By Kate Goldbaum, Staff
Writer | August 5, 2016 04:06pm ET
A rare sight was recently
captured by scientists aboard a deep-sea exploration vessel: the skeleton of a
fallen whale. Researchers say these bony remains provide a feast of nutrients
for sea creatures, including bone-eating "zombie worms."
Newly released video footage from
the Exploration Vessel Nautilus shows the whale bones on the seafloor, in what
researchers term a natural "whale
fall."
"Coming across a natural
whale fall is pretty uncommon," a Nautilus researcher said in the video.
"Most of the ones that have been studied have been sunk intentionally at a
certain spot.”
The ecological impacts of a whale
fall are far-reaching. According to the National Oceanic and Atmospheric
Administration (NOAA), whale carcasses provide a "sudden, concentrated
food source and a bonanza for organisms
in the deep sea." Scavengers arrive on the scene first,
consuming the soft tissue over the course of a few months, and the remaining
detritus can enrich the ocean floor sediment for more than a year, NOAA said.

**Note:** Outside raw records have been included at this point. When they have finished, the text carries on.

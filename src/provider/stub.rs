// In-memory provider used by tests.
use crate::model::{ProviderError, Quote, SentimentSample, Symbol, Ticker};
use crate::provider::MarketData;

use chrono::NaiveDate;
use std::collections::{HashMap, HashSet};
use std::sync::Mutex;
use tokio::time::Instant;

#[derive(Default)]
pub struct StubProvider {
    prices: HashMap<String, f64>,
    samples: HashMap<String, Vec<(i32, u32, f64)>>,
    failing_quotes: Mutex<HashSet<String>>,
    failing_sentiment: HashSet<String>,
    symbols: Vec<Symbol>,
    pub quote_calls: Mutex<Vec<(String, Instant)>>,
    pub sentiment_calls: Mutex<Vec<(String, NaiveDate, NaiveDate)>>,
}

pub fn ticker(symbol: &str) -> Ticker {
    Ticker::parse(symbol).unwrap()
}

impl StubProvider {
    pub fn new() -> Self {
        Self::default()
    }

    pub fn with_price(mut self, symbol: &str, price: f64) -> Self {
        self.prices.insert(symbol.to_string(), price);
        self
    }

    pub fn with_sample(mut self, symbol: &str, year: i32, month: u32, mspr: f64) -> Self {
        self.samples
            .entry(symbol.to_string())
            .or_default()
            .push((year, month, mspr));
        self
    }

    pub fn with_symbol(mut self, symbol: &str) -> Self {
        self.symbols.push(Symbol {
            symbol: symbol.to_string(),
            description: String::new(),
        });
        self
    }

    pub fn failing_sentiment(mut self, symbol: &str) -> Self {
        self.failing_sentiment.insert(symbol.to_string());
        self
    }

    pub fn fail_quotes_for(&self, symbol: &str) {
        self.failing_quotes.lock().unwrap().insert(symbol.to_string());
    }

    pub fn heal_quotes_for(&self, symbol: &str) {
        self.failing_quotes.lock().unwrap().remove(symbol);
    }

    pub fn quote_times(&self, symbol: &str) -> Vec<Instant> {
        self.quote_calls
            .lock()
            .unwrap()
            .iter()
            .filter(|(s, _)| s == symbol)
            .map(|(_, at)| *at)
            .collect()
    }
}

#[async_trait::async_trait]
impl MarketData for StubProvider {
    async fn quote(&self, ticker: &Ticker) -> Result<Quote, ProviderError> {
        let symbol = ticker.to_string();
        self.quote_calls
            .lock()
            .unwrap()
            .push((symbol.clone(), Instant::now()));

        if self.failing_quotes.lock().unwrap().contains(&symbol) {
            return Err(ProviderError::Status {
                status: 502,
                body: "bad gateway".into(),
            });
        }
        self.prices
            .get(&symbol)
            .map(|&price| Quote {
                ticker: ticker.clone(),
                current_price: price,
            })
            .ok_or(ProviderError::UnknownSymbol(symbol))
    }

    async fn insider_sentiment(
        &self,
        ticker: &Ticker,
        from: NaiveDate,
        to: NaiveDate,
    ) -> Result<Vec<SentimentSample>, ProviderError> {
        let symbol = ticker.to_string();
        self.sentiment_calls
            .lock()
            .unwrap()
            .push((symbol.clone(), from, to));

        if self.failing_sentiment.contains(&symbol) {
            return Err(ProviderError::Auth(403));
        }
        Ok(self
            .samples
            .get(&symbol)
            .map(|entries| {
                entries
                    .iter()
                    .map(|&(year, month, mspr)| SentimentSample {
                        ticker: ticker.clone(),
                        year,
                        month,
                        mspr,
                    })
                    .collect()
            })
            .unwrap_or_default())
    }

    async fn list_symbols(&self, _exchange: &str) -> Result<Vec<Symbol>, ProviderError> {
        Ok(self.symbols.clone())
    }
}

The whale skeleton itself is also
a rich supplier of resources — particularly for a type of parasitic creature
often referred to as zombie
worms (Osedax roseus)
because they feast on the dead.
"They burrow down into the
bone and digest the lipids," a Nautlius researcher said in the video.
According to the Smithsonian
National Museum of Natural History, the species was discovered feasting on a
rotting gray whale carcass in 2002. In what could be considered an evolutionary
hack to avoid searching for a mate, only female worms perform the
necessary drilling
to get to the fat within the bones.
"The males live inside the
females — sometimes 100 males to one female," Nautilus researchers said.